Autre exemple: « En Chine, les factures sont émises au moment du paiement et doivent préalablement avoir reçu le tampon de l'administration sur place. C'est toute une procédure. » Il doit aussi composer avec un Code du travail très rudimentaire en Inde et des règles de fiscalité inconnues dans nos pays occidentaux, notamment en matière de TVA au Sénégal et en Côte d'Ivoire.

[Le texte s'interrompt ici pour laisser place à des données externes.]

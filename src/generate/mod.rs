//! generate
//!
//! Declaration lowering for asset catalogs.
//!
//! # Modules
//!
//! - [`decl`] - Output declaration tree (groups, bindings, accessors)
//! - [`report`] - Duplicate and collision reporting per level
//! - [`builder`] - Recursive namespace-to-group lowering
//!
//! # Flow
//!
//! Each resource kind is generated independently: the catalog roots are
//! merged with a strict left fold, then the merged namespace is lowered into
//! one root [`Group`] named after the kind.

pub mod builder;
pub mod decl;
pub mod report;

use serde::{Deserialize, Serialize};

use crate::core::config::{Config, DiagnosticsMode};
use crate::core::namespace::{AssetCatalog, Namespace};
use crate::core::naming::QualifiedIdentifier;
use crate::core::types::{ColorResource, DataResource, ImageResource, ResourceKind};
use crate::diagnostics::{ConsoleSink, DiagnosticSink, QuietSink, TracingSink};
use crate::ui::output::Verbosity;

pub use builder::{build, build_kind, BuildOptions};
pub use decl::{Accessor, AccessorKind, Binding, Group};

/// Generate the color group for `catalogs`.
pub fn generate_colors<S>(
    catalogs: &[AssetCatalog],
    prefix: &QualifiedIdentifier,
    options: &BuildOptions,
    sink: &mut S,
) -> Group
where
    S: DiagnosticSink + ?Sized,
{
    let merged = merge_catalogs(catalogs);
    build::<ColorResource, S>(&merged, prefix, options, sink)
}

/// Generate the data asset group for `catalogs`.
pub fn generate_data_assets<S>(
    catalogs: &[AssetCatalog],
    prefix: &QualifiedIdentifier,
    options: &BuildOptions,
    sink: &mut S,
) -> Group
where
    S: DiagnosticSink + ?Sized,
{
    let merged = merge_catalogs(catalogs);
    build::<DataResource, S>(&merged, prefix, options, sink)
}

/// Generate the image group for `catalogs` plus loose top-level images.
///
/// Top-level images sharing a raw name (e.g. `Banner.jpg` and
/// `Banner@2x.jpg`, both named `Banner.jpg`) collapse to the first one. The
/// survivors join the root level after every catalog image.
pub fn generate_images<S>(
    catalogs: &[AssetCatalog],
    toplevel: &[ImageResource],
    prefix: &QualifiedIdentifier,
    options: &BuildOptions,
    sink: &mut S,
) -> Group
where
    S: DiagnosticSink + ?Sized,
{
    let loose = Namespace::with_images(dedupe_toplevel_images(toplevel));
    let merged = merge_catalogs(catalogs).merging(&loose);
    build::<ImageResource, S>(&merged, prefix, options, sink)
}

/// Keep the first image of each raw name, in first-occurrence order.
pub fn dedupe_toplevel_images(images: &[ImageResource]) -> Vec<ImageResource> {
    let mut seen = std::collections::HashSet::new();
    images
        .iter()
        .filter(|image| seen.insert(image.name.as_str()))
        .cloned()
        .collect()
}

fn merge_catalogs(catalogs: &[AssetCatalog]) -> Namespace {
    tracing::debug!(catalogs = catalogs.len(), "merging asset catalogs");
    AssetCatalog::merged_root(catalogs)
}

/// Everything the upstream parser hands over.
#[derive(Debug, Clone, Default, PartialEq, Eq, Serialize, Deserialize)]
pub struct CatalogInput {
    #[serde(default)]
    pub catalogs: Vec<AssetCatalog>,
    /// Images declared outside any catalog, addressable at the root.
    #[serde(default)]
    pub toplevel_images: Vec<ImageResource>,
}

/// Config-driven generation of every selected resource kind.
#[derive(Debug, Clone, Default)]
pub struct Generator {
    config: Config,
}

impl Generator {
    pub fn new(config: Config) -> Self {
        Self { config }
    }

    pub fn config(&self) -> &Config {
        &self.config
    }

    /// Lowering options derived from the config.
    pub fn options(&self) -> BuildOptions {
        BuildOptions {
            accessors: self.config.accessors(),
        }
    }

    /// Generate the root group for one kind.
    pub fn generate_kind<S>(&self, kind: ResourceKind, input: &CatalogInput, sink: &mut S) -> Group
    where
        S: DiagnosticSink + ?Sized,
    {
        let prefix = self.config.prefix();
        let options = self.options();
        match kind {
            ResourceKind::Color => generate_colors(&input.catalogs, prefix, &options, sink),
            ResourceKind::Data => generate_data_assets(&input.catalogs, prefix, &options, sink),
            ResourceKind::Image => generate_images(
                &input.catalogs,
                &input.toplevel_images,
                prefix,
                &options,
                sink,
            ),
        }
    }

    /// Generate one root group per configured kind, in configured order.
    pub fn generate<S>(&self, input: &CatalogInput, sink: &mut S) -> Vec<Group>
    where
        S: DiagnosticSink + ?Sized,
    {
        self.config
            .kinds()
            .into_iter()
            .map(|kind| self.generate_kind(kind, input, &mut *sink))
            .collect()
    }

    /// Generate with the sink selected by the `diagnostics` setting.
    pub fn generate_with_configured_sink(&self, input: &CatalogInput) -> Vec<Group> {
        match self.config.diagnostics() {
            DiagnosticsMode::Console => {
                self.generate(input, &mut ConsoleSink::new(Verbosity::Normal))
            }
            DiagnosticsMode::Verbose => {
                self.generate(input, &mut ConsoleSink::new(Verbosity::Debug))
            }
            DiagnosticsMode::Tracing => self.generate(input, &mut TracingSink),
            DiagnosticsMode::Quiet => self.generate(input, &mut QuietSink),
        }
    }
}
//! core::config::schema
//!
//! Configuration schema types.
//!
//! # Validation
//!
//! Config values are validated after parsing: the prefix must be a chain of
//! valid identifiers and resource kinds may not repeat.

use serde::{Deserialize, Serialize};

use super::ConfigError;
use crate::core::naming::QualifiedIdentifier;
use crate::core::types::ResourceKind;

/// Where generation diagnostics are delivered.
#[derive(Debug, Clone, Copy, Default, PartialEq, Eq, Serialize, Deserialize)]
#[serde(rename_all = "lowercase")]
pub enum DiagnosticsMode {
    /// `warning: ...` lines on stderr
    #[default]
    Console,
    /// Console lines tagged with the diagnostic code
    Verbose,
    /// `tracing::warn!` events
    Tracing,
    /// Discard
    Quiet,
}

/// Generator configuration.
///
/// # Example
///
/// ```toml
/// prefix = "R"
/// kinds = ["color", "image"]
/// accessors = true
/// diagnostics = "tracing"
/// ```
#[derive(Debug, Clone, Default, Serialize, Deserialize, PartialEq)]
#[serde(default, deny_unknown_fields)]
pub struct GeneratorConfig {
    /// Dot-separated qualified root, e.g. `R` or `R.assets`
    pub prefix: Option<String>,

    /// Resource kinds to generate, in order
    pub kinds: Option<Vec<ResourceKind>>,

    /// Emit accessor entry points for child groups
    pub accessors: Option<bool>,

    /// Diagnostic delivery
    pub diagnostics: Option<DiagnosticsMode>,
}

impl GeneratorConfig {
    /// Validate the configuration values.
    ///
    /// # Errors
    ///
    /// Returns `ConfigError::InvalidValue` if any value is invalid.
    pub fn validate(&self) -> Result<(), ConfigError> {
        if let Some(prefix) = &self.prefix {
            QualifiedIdentifier::parse(prefix)
                .map_err(|e| ConfigError::InvalidValue(format!("invalid prefix: {}", e)))?;
        }

        if let Some(kinds) = &self.kinds {
            for (i, kind) in kinds.iter().enumerate() {
                if kinds[..i].contains(kind) {
                    return Err(ConfigError::InvalidValue(format!(
                        "resource kind '{}' listed more than once",
                        kind
                    )));
                }
            }
        }

        Ok(())
    }
}

#[cfg(test)]
mod tests {
    use super::*;

    #[test]
    fn defaults() {
        let config = GeneratorConfig::default();
        assert!(config.prefix.is_none());
        assert!(config.kinds.is_none());
        assert!(config.validate().is_ok());
    }

    #[test]
    fn valid_prefix() {
        let config = GeneratorConfig {
            prefix: Some("R.assets".into()),
            ..Default::default()
        };
        assert!(config.validate().is_ok());
    }

    #[test]
    fn invalid_prefix() {
        let config = GeneratorConfig {
            prefix: Some("R.my-assets".into()),
            ..Default::default()
        };
        assert!(config.validate().is_err());
    }

    #[test]
    fn repeated_kind_rejected() {
        let config = GeneratorConfig {
            kinds: Some(vec![ResourceKind::Color, ResourceKind::Color]),
            ..Default::default()
        };
        assert!(config.validate().is_err());
    }

    #[test]
    fn roundtrip() {
        let config = GeneratorConfig {
            prefix: Some("R".into()),
            kinds: Some(vec![ResourceKind::Image, ResourceKind::Data]),
            accessors: Some(false),
            diagnostics: Some(DiagnosticsMode::Quiet),
        };
        let toml = toml::to_string(&config).unwrap();
        let parsed: GeneratorConfig = toml::from_str(&toml).unwrap();
        assert_eq!(config, parsed);
    }

    #[test]
    fn diagnostics_modes_parse_lowercase() {
        let config: GeneratorConfig = toml::from_str("diagnostics = \"verbose\"").unwrap();
        assert_eq!(config.diagnostics, Some(DiagnosticsMode::Verbose));
        let config: GeneratorConfig = toml::from_str("diagnostics = \"tracing\"").unwrap();
        assert_eq!(config.diagnostics, Some(DiagnosticsMode::Tracing));
        assert!(toml::from_str::<GeneratorConfig>("diagnostics = \"loud\"").is_err());
    }

    #[test]
    fn reject_unknown_fields() {
        let result: Result<GeneratorConfig, _> = toml::from_str("prefix = \"R\"\nextra = 1");
        assert!(result.is_err());
    }
}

Si le bureau de R & D managé par Thierry Lunati est à San Francisco, la tête de l'entreprise est toujours en France. Paris concentre, en effet, toutes les directions et le développement du groupe, soit 220 salariés. Jean-Paul Alvès y encadre l'ensemble des fonctions traditionnelles de consolidation, normes, contrôle et informatique interne, au niveau du groupe, en s'appuyant sur une équipe de 32 collaborateurs directs. « Sur place, les directions financières locales ont été outsourcées autant que possible, explique le Daf. Deux contrôleurs financiers maison passent tout leur temps à échanger et à rencontrer le management local. » Lui aussi, car il consacre plus d'un tiers de son temps à l'étranger, « ce qui me donne une plage de travail très large pour gérer la responsabilité des acquisitions, participer, en back-office, à la conclusion des contrats et aux mises en oeuvre des contrats pour le groupe et ses filiales », indique Jean-Paul Alvès. Avec une problématique financière: les devises. « Nous devons gérer des flux de 11 devises différentes, à savoir: euro, USD, RMB et HKD (Chine), roupies (Inde), livres sterling (UK), roubles (Russie), MAD (Maroc), pesos (Mexique) et CFA (Sénégal), détaille Jean-Paul Alvès. S'il est habituel de trouver autant de devises dans de grandes multinationales, cela l'est moins dans une start-up internet française. » Une PME, certes, mais en plein dans la mondialisation.